**WHAT THIS TASK INVOLVES:** Repeat the records word for word.

(Saved entries)
⟨
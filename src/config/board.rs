//! Board description: variant flags, compiled calibration defaults and port bindings.

use heapless::String;
use serde::Deserialize;

use crate::port::{AxisPorts, PortBindingTable, Signal};

use super::axis::{Axis, AXIS_COUNT};
use super::units::MillimetersPerSec;

/// Which physical end of the Z axis the machine homes against.
#[derive(Debug, Clone, Copy, PartialEq, Eq, Default, Deserialize)]
#[cfg_attr(feature = "defmt", derive(defmt::Format))]
#[serde(rename_all = "snake_case")]
pub enum ZHome {
    /// Home at the minimum; travel is `length - home_position` steps.
    #[default]
    Min,
    /// Home at the maximum; travel is `home_position` steps.
    Max,
}

/// Emergency stop input support.
#[derive(Debug, Clone, Copy, PartialEq, Eq, Deserialize)]
#[cfg_attr(feature = "defmt", derive(defmt::Format))]
pub struct PstopConfig {
    /// Stop input. Shares its line with the X minimum endstop.
    pub signal: Signal,
}

/// Per-axis compiled defaults and port bindings.
#[derive(Debug, Clone, Deserialize)]
pub struct AxisBoardConfig {
    /// Default steps per mm, used when storage holds no value.
    pub steps_per_mm: f64,

    /// Default maximum feedrate in mm/min.
    pub max_feedrate_mm_per_min: u32,

    /// Default axis length in mm.
    pub length_mm: u32,

    /// Signal lines of this axis.
    pub ports: AxisPorts,
}

impl AxisBoardConfig {
    /// Default steps per mm in the persisted fixed-point form (×10^6).
    pub fn steps_per_mm_scaled(&self) -> u32 {
        libm::round(self.steps_per_mm * 1_000_000.0) as u32
    }

    /// Default maximum feedrate per second.
    pub fn max_feedrate(&self) -> MillimetersPerSec {
        MillimetersPerSec::from_per_minute(self.max_feedrate_mm_per_min as f32)
    }
}

/// Per-axis entries of a board, keyed by axis letter.
#[derive(Debug, Clone, Deserialize)]
pub struct AxisTable {
    /// X axis.
    pub x: AxisBoardConfig,
    /// Y axis.
    pub y: AxisBoardConfig,
    /// Z axis.
    pub z: AxisBoardConfig,
    /// A (first extruder) axis.
    pub a: AxisBoardConfig,
    /// B (second extruder) axis.
    pub b: AxisBoardConfig,
}

impl AxisTable {
    /// Entry for an axis.
    pub fn get(&self, axis: Axis) -> &AxisBoardConfig {
        match axis {
            Axis::X => &self.x,
            Axis::Y => &self.y,
            Axis::Z => &self.z,
            Axis::A => &self.a,
            Axis::B => &self.b,
        }
    }

    /// Iterate over `(axis, entry)` pairs in index order.
    pub fn iter(&self) -> impl Iterator<Item = (Axis, &AxisBoardConfig)> {
        Axis::ALL.into_iter().map(move |axis| (axis, self.get(axis)))
    }
}

/// Root board configuration.
///
/// Hardware variants are plain values resolved once at startup so one build can serve
/// several boards.
#[derive(Debug, Clone, Deserialize)]
pub struct BoardConfig {
    /// Human-readable board name (max 32 chars).
    #[serde(default)]
    pub name: String<32>,

    /// Z homing end.
    #[serde(default)]
    pub z_home: ZHome,

    /// Emergency stop support, if the board has the input.
    #[serde(default)]
    pub pstop: Option<PstopConfig>,

    /// Per-axis defaults and bindings.
    pub axes: AxisTable,
}

impl BoardConfig {
    /// Replicator-class board with the stock calibration defaults.
    pub fn replicator() -> Self {
        fn axis(
            steps_per_mm: f64,
            max_feedrate_mm_per_min: u32,
            length_mm: u32,
            ports: AxisPorts,
        ) -> AxisBoardConfig {
            AxisBoardConfig {
                steps_per_mm,
                max_feedrate_mm_per_min,
                length_mm,
                ports,
            }
        }

        Self {
            name: String::try_from("Replicator").unwrap_or_default(),
            z_home: ZHome::Min,
            pstop: None,
            axes: AxisTable {
                x: axis(
                    88.573186,
                    18000,
                    285,
                    AxisPorts::outputs(0, 1, 2).with_endstops(Signal::pin(3), Signal::pin(4)),
                ),
                y: axis(
                    88.573186,
                    18000,
                    152,
                    AxisPorts::outputs(5, 6, 7).with_endstops(Signal::pin(8), Signal::pin(9)),
                ),
                z: axis(
                    400.0,
                    1170,
                    155,
                    AxisPorts::outputs(10, 11, 12).with_endstops(Signal::pin(13), Signal::pin(14)),
                ),
                a: axis(96.275202, 1600, 100_000, AxisPorts::outputs(15, 16, 17)),
                b: axis(96.275202, 1600, 100_000, AxisPorts::outputs(18, 19, 20)),
            },
        }
    }

    /// Same board with the emergency stop input enabled on `signal`.
    pub fn with_pstop(mut self, signal: Signal) -> Self {
        self.pstop = Some(PstopConfig { signal });
        self
    }

    /// Same board homing Z at the given end.
    pub fn with_z_home(mut self, z_home: ZHome) -> Self {
        self.z_home = z_home;
        self
    }

    /// Port binding table in axis index order.
    pub fn port_table(&self) -> PortBindingTable {
        let mut ports = [AxisPorts::default(); AXIS_COUNT];
        for (axis, entry) in self.axes.iter() {
            ports[axis.index()] = entry.ports;
        }
        PortBindingTable::new(ports)
    }
}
⟩
**EXERCISE RESULT:**
filename src/config/board.rs
//! Board description: variant flags, compiled calibration defaults and port bindings.

use heapless::String;
use serde::Deserialize;

use crate::port::{AxisPorts, PortBindingTable, Signal};

use super::axis::{Axis, AXIS_COUNT};
use super::units::MillimetersPerSec;

/// Which physical end of the Z axis the machine homes against.
#[derive(Debug, Clone, Copy, PartialEq, Eq, Default, Deserialize)]
#[cfg_attr(feature = "defmt", derive(defmt::Format))]
#[serde(rename_all = "snake_case")]
pub enum ZHome {
    /// Home at the minimum; travel is `length - home_position` steps.
    #[default]
    Min,
    /// Home at the maximum; travel is `home_position` steps.
    Max,
}

/// Emergency stop input support.
#[derive(Debug, Clone, Copy, PartialEq, Eq, Deserialize)]
#[cfg_attr(feature = "defmt", derive(defmt::Format))]
pub struct PstopConfig {
    /// Stop input. Shares its line with the X minimum endstop.
    pub signal: Signal,
}

/// Per-axis compiled defaults and port bindings.
#[derive(Debug, Clone, Deserialize)]
pub struct AxisBoardConfig {
    /// Default steps per mm, used when storage holds no value.
    pub steps_per_mm: f64,

    /// Default maximum feedrate in mm/min.
    pub max_feedrate_mm_per_min: u32,

    /// Default axis length in mm.
    pub length_mm: u32,

    /// Signal lines of this axis.
    pub ports: AxisPorts,
}

impl AxisBoardConfig {
    /// Default steps per mm in the persisted fixed-point form (×10^6).
    pub fn steps_per_mm_scaled(&self) -> u32 {
        libm::round(self.steps_per_mm * 1_000_000.0) as u32
    }

    /// Default maximum feedrate per second.
    pub fn max_feedrate(&self) -> MillimetersPerSec {
        MillimetersPerSec::from_per_minute(self.max_feedrate_mm_per_min as f32)
    }
}

/// Per-axis entries of a board, keyed by axis letter.
#[derive(Debug, Clone, Deserialize)]
pub struct AxisTable {
    /// X axis.
    pub x: AxisBoardConfig,
    /// Y axis.
    pub y: AxisBoardConfig,
    /// Z axis.
    pub z: AxisBoardConfig,
    /// A (first extruder) axis.
    pub a: AxisBoardConfig,
    /// B (second extruder) axis.
    pub b: AxisBoardConfig,
}

impl AxisTable {
    /// Entry for an axis.
    pub fn get(&self, axis: Axis) -> &AxisBoardConfig {
        match axis {
            Axis::X => &self.x,
            Axis::Y => &self.y,
            Axis::Z => &self.z,
            Axis::A => &self.a,
            Axis::B => &self.b,
        }
    }

    /// Iterate over `(axis, entry)` pairs in index order.
    pub fn iter(&self) -> impl Iterator<Item = (Axis, &AxisBoardConfig)> {
        Axis::ALL.into_iter().map(move |axis| (axis, self.get(axis)))
    }
}

/// Root board configuration.
///
/// Hardware variants are plain values resolved once at startup so one build can serve
/// several boards.
#[derive(Debug, Clone, Deserialize)]
pub struct BoardConfig {
    /// Human-readable board name (max 32 chars).
    #[serde(default)]
    pub name: String<32>,

    /// Z homing end.
    #[serde(default)]
    pub z_home: ZHome,

    /// Emergency stop support, if the board has the input.
    #[serde(default)]
    pub pstop: Option<PstopConfig>,

    /// Per-axis defaults and bindings.
    pub axes: AxisTable,
}

impl BoardConfig {
    /// Replicator-class board with the stock calibration defaults.
    pub fn replicator() -> Self {
        fn axis(
            steps_per_mm: f64,
            max_feedrate_mm_per_min: u32,
            length_mm: u32,
            ports: AxisPorts,
        ) -> AxisBoardConfig {
            AxisBoardConfig {
                steps_per_mm,
                max_feedrate_mm_per_min,
                length_mm,
                ports,
            }
        }

        Self {
            name: String::try_from("Replicator").unwrap_or_default(),
            z_home: ZHome::Min,
            pstop: None,
            axes: AxisTable {
                x: axis(
                    88.573186,
                    18000,
                    285,
                    AxisPorts::outputs(0, 1, 2).with_endstops(Signal::pin(3), Signal::pin(4)),
                ),
                y: axis(
                    88.573186,
                    18000,
                    152,
                    AxisPorts::outputs(5, 6, 7).with_endstops(Signal::pin(8), Signal::pin(9)),
                ),
                z: axis(
                    400.0,
                    1170,
                    155,
                    AxisPorts::outputs(10, 11, 12).with_endstops(Signal::pin(13), Signal::pin(14)),
                ),
                a: axis(96.275202, 1600, 100_000, AxisPorts::outputs(15, 16, 17)),
                b: axis(96.275202, 1600, 100_000, AxisPorts::outputs(18, 19, 20)),
            },
        }
    }

    /// Same board with the emergency stop input enabled on `signal`.
    pub fn with_pstop(mut self, signal: Signal) -> Self {
        self.pstop = Some(PstopConfig { signal });
        self
    }

    /// Same board homing Z at the given end.
    pub fn with_z_home(mut self, z_home: ZHome) -> Self {
        self.z_home = z_home;
        self
    }

    /// Port binding table in axis index order.
    pub fn port_table(&self) -> PortBindingTable {
        let mut ports = [AxisPorts::default(); AXIS_COUNT];
        for (axis, entry) in self.axes.iter() {
            ports[axis.index()] = entry.ports;
        }
        PortBindingTable::new(ports)
    }
}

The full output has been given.